▸ **ASSIGNMENT**: Below this line is a set of entries; quote exactly the lines from the line that contains "#[derive(Debug, Clone, PartialEq, Eq)]" to the line that contains "pub(crate) mod db_dump;", both lines included.

-----

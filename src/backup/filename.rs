// mongobackup/src/backup/filename.rs
use chrono::NaiveDate;
use std::path::{Path, PathBuf};

const ARTIFACT_PREFIX: &str = "backup-";
const ARTIFACT_SUFFIX: &str = ".gz";

/// `backup-YYYY-MM-DD.gz` for the given calendar date.
pub fn artifact_filename(date: NaiveDate) -> String {
    format!("{}{}{}", ARTIFACT_PREFIX, date.format("%Y-%m-%d"), ARTIFACT_SUFFIX)
}

/// Local location of one run's dump. Two runs on the same day share it.
#[derive(Debug, Clone, PartialEq, Eq)]
pub struct ArtifactDescriptor {
    pub path: PathBuf,
    pub file_name: String,
}

impl ArtifactDescriptor {
    pub fn for_date(backup_dir: &Path, date: NaiveDate) -> Self {
        let file_name = artifact_filename(date);
        ArtifactDescriptor {
            path: backup_dir.join(&file_name),
            file_name,
        }
    }

    /// `<prefix>/<file_name>`, with exactly one separator between the two.
    pub fn remote_key(&self, prefix: &str) -> String {
        let prefix = prefix.trim_end_matches('/');
        if prefix.is_empty() {
            self.file_name.clone()
        } else {
            format!("{}/{}", prefix, self.file_name)
        }
    }
}
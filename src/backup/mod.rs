pub(crate) mod cleanup;
pub(crate) mod db_dump;
pub(crate) mod filename;
pub(crate) mod pipeline;
pub(crate) mod s3_upload;

#[cfg(test)]
pub(crate) mod testing;

use std::sync::Arc;

use crate::config::AppConfig;
use cleanup::LocalFileCleaner;
use db_dump::MongoDump;
pub use pipeline::{Orchestrator, PipelineOutcome, PipelineSettings};
use s3_upload::S3Uploader;

/// Wires the production stages (mongodump, S3 upload, local delete) into an
/// orchestrator for the given configuration.
pub async fn build_orchestrator(app_config: &AppConfig) -> Orchestrator {
    let settings = PipelineSettings {
        backup_dir: app_config.backup_dir.clone(),
        bucket: app_config.storage.bucket_name.clone(),
        key_prefix: app_config.storage.key_prefix.clone(),
    };
    let dump = MongoDump::new(app_config.mongo.clone(), app_config.mongodump_path.clone());
    let uploader = S3Uploader::new(&app_config.storage).await;

    Orchestrator::new(
        settings,
        Arc::new(dump),
        Arc::new(uploader),
        Arc::new(LocalFileCleaner),
    )
}

/// Manual trigger: one run, right now.
pub async fn run_backup_now(app_config: &AppConfig) -> PipelineOutcome {
    build_orchestrator(app_config).await.run().await
}
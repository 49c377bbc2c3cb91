// mongobackup/src/backup/pipeline.rs
//! One backup run: Dump → Upload → Cleanup, halting at the first failing stage.
//!
//! Stages are kept in a fixed-order list and executed by a single loop, so a
//! dump failure never reaches the uploader and an upload failure never
//! deletes the local artifact.

use async_trait::async_trait;
use chrono::{DateTime, Local};
use std::fmt;
use std::path::PathBuf;
use std::sync::Arc;
use tracing::{Instrument, error, info, info_span, warn};
use uuid::Uuid;

use super::cleanup::ArtifactCleaner;
use super::db_dump::DumpProducer;
use super::filename::ArtifactDescriptor;
use super::s3_upload::{RemoteTarget, UploadLocation, UploadSink};
use crate::errors::StageError;

#[derive(Debug, Clone, Copy, PartialEq, Eq)]
pub enum StageKind {
    Dump,
    Upload,
    Cleanup,
}

impl StageKind {
    fn running_state(self) -> RunState {
        match self {
            StageKind::Dump => RunState::Dumping,
            StageKind::Upload => RunState::Uploading,
            StageKind::Cleanup => RunState::CleaningUp,
        }
    }
}

impl fmt::Display for StageKind {
    fn fmt(&self, f: &mut fmt::Formatter<'_>) -> fmt::Result {
        f.write_str(match self {
            StageKind::Dump => "dump",
            StageKind::Upload => "upload",
            StageKind::Cleanup => "cleanup",
        })
    }
}

#[derive(Debug, Clone, Copy, PartialEq, Eq)]
pub enum RunState {
    Idle,
    Dumping,
    Uploading,
    CleaningUp,
    Done,
}

/// Where a run puts its artifact, locally and remotely.
#[derive(Debug, Clone)]
pub struct PipelineSettings {
    pub backup_dir: PathBuf,
    pub bucket: String,
    pub key_prefix: String,
}

/// State of one execution of the pipeline. Dropped once the outcome is logged.
#[derive(Debug)]
pub struct BackupRun {
    pub id: Uuid,
    pub started_at: DateTime<Local>,
    pub artifact: ArtifactDescriptor,
    pub target: RemoteTarget,
    pub state: RunState,
    pub location: Option<UploadLocation>,
}

impl BackupRun {
    pub fn new(settings: &PipelineSettings, started_at: DateTime<Local>) -> Self {
        let artifact = ArtifactDescriptor::for_date(&settings.backup_dir, started_at.date_naive());
        let target = RemoteTarget {
            bucket: settings.bucket.clone(),
            key: artifact.remote_key(&settings.key_prefix),
        };
        BackupRun {
            id: Uuid::new_v4(),
            started_at,
            artifact,
            target,
            state: RunState::Idle,
            location: None,
        }
    }
}

/// Terminal result of a run.
#[derive(Debug)]
pub enum PipelineOutcome {
    Success {
        remote_key: String,
        location: Option<UploadLocation>,
    },
    Failure { stage: StageKind, error: StageError },
}

impl PipelineOutcome {
    pub fn failed_stage(&self) -> Option<StageKind> {
        match self {
            PipelineOutcome::Success { .. } => None,
            PipelineOutcome::Failure { stage, .. } => Some(*stage),
        }
    }

    /// True when the artifact reached object storage. A cleanup failure
    /// still counts: only the local copy is affected.
    pub fn backup_stored(&self) -> bool {
        !matches!(
            self,
            PipelineOutcome::Failure {
                stage: StageKind::Dump | StageKind::Upload,
                ..
            }
        )
    }

    fn report(&self) {
        match self {
            PipelineOutcome::Success { remote_key, location } => {
                let url = location.as_ref().map(|l| l.url.as_str()).unwrap_or(remote_key.as_str());
                info!("🎉 Backup process completed successfully: {}", url);
            }
            PipelineOutcome::Failure {
                stage: StageKind::Cleanup,
                error,
            } => {
                warn!("Backup uploaded, but removing the local copy failed: {}", error);
            }
            PipelineOutcome::Failure { stage, error } => {
                error!(%stage, "❌ Backup process failed: {}", error);
            }
        }
    }
}

/// One step of the pipeline.
#[async_trait]
pub trait Stage: Send + Sync {
    fn kind(&self) -> StageKind;
    async fn execute(&self, run: &mut BackupRun) -> Result<(), StageError>;
}

struct DumpStage(Arc<dyn DumpProducer>);

#[async_trait]
impl Stage for DumpStage {
    fn kind(&self) -> StageKind {
        StageKind::Dump
    }

    async fn execute(&self, run: &mut BackupRun) -> Result<(), StageError> {
        self.0.dump(&run.artifact.path).await?;
        Ok(())
    }
}

struct UploadStage(Arc<dyn UploadSink>);

#[async_trait]
impl Stage for UploadStage {
    fn kind(&self) -> StageKind {
        StageKind::Upload
    }

    async fn execute(&self, run: &mut BackupRun) -> Result<(), StageError> {
        let location = self.0.upload(&run.artifact.path, &run.target).await?;
        run.location = Some(location);
        Ok(())
    }
}

struct CleanupStage(Arc<dyn ArtifactCleaner>);

#[async_trait]
impl Stage for CleanupStage {
    fn kind(&self) -> StageKind {
        StageKind::Cleanup
    }

    async fn execute(&self, run: &mut BackupRun) -> Result<(), StageError> {
        self.0.remove(&run.artifact.path).await?;
        Ok(())
    }
}

/// Sequences the stages of a backup run and reports its outcome.
pub struct Orchestrator {
    settings: PipelineSettings,
    stages: Vec<Box<dyn Stage>>,
}

impl Orchestrator {
    pub fn new(
        settings: PipelineSettings,
        dump: Arc<dyn DumpProducer>,
        upload: Arc<dyn UploadSink>,
        cleaner: Arc<dyn ArtifactCleaner>,
    ) -> Self {
        Orchestrator {
            settings,
            stages: vec![
                Box::new(DumpStage(dump)),
                Box::new(UploadStage(upload)),
                Box::new(CleanupStage(cleaner)),
            ],
        }
    }

    /// Runs the pipeline once, starting now. Never fails: every stage error
    /// ends up in the returned outcome.
    pub async fn run(&self) -> PipelineOutcome {
        self.run_started_at(Local::now()).await
    }

    pub async fn run_started_at(&self, started_at: DateTime<Local>) -> PipelineOutcome {
        let mut run = BackupRun::new(&self.settings, started_at);
        let span = info_span!("backup_run", run_id = %run.id);
        async move {
            let outcome = self.execute(&mut run).await;
            outcome.report();
            outcome
        }
        .instrument(span)
        .await
    }

    async fn execute(&self, run: &mut BackupRun) -> PipelineOutcome {
        info!(
            started_at = %run.started_at.format("%Y-%m-%d %H:%M:%S"),
            artifact = %run.artifact.path.display(),
            key = %run.target.key,
            "Starting backup run"
        );

        for stage in &self.stages {
            let kind = stage.kind();
            run.state = kind.running_state();
            info!(stage = %kind, state = ?run.state, "Stage started");

            if let Err(error) = stage.execute(run).await {
                run.state = RunState::Done;
                return PipelineOutcome::Failure { stage: kind, error };
            }
        }

        run.state = RunState::Done;
        PipelineOutcome::Success {
            remote_key: run.target.key.clone(),
            location: run.location.take(),
        }
    }
}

-----

▸ **RESPONSE TO THE TASK**:
#[derive(Debug, Clone, PartialEq, Eq)]
pub struct ArtifactDescriptor {
    pub path: PathBuf,
    pub file_name: String,
}

impl ArtifactDescriptor {
    pub fn for_date(backup_dir: &Path, date: NaiveDate) -> Self {
        let file_name = artifact_filename(date);
        ArtifactDescriptor {
            path: backup_dir.join(&file_name),
            file_name,
        }
    }

    /// `<prefix>/<file_name>`, with exactly one separator between the two.
    pub fn remote_key(&self, prefix: &str) -> String {
        let prefix = prefix.trim_end_matches('/');
        if prefix.is_empty() {
            self.file_name.clone()
        } else {
            format!("{}/{}", prefix, self.file_name)
        }
    }
}
filename src/backup/mod.rs
pub(crate) mod cleanup;
pub(crate) mod db_dump;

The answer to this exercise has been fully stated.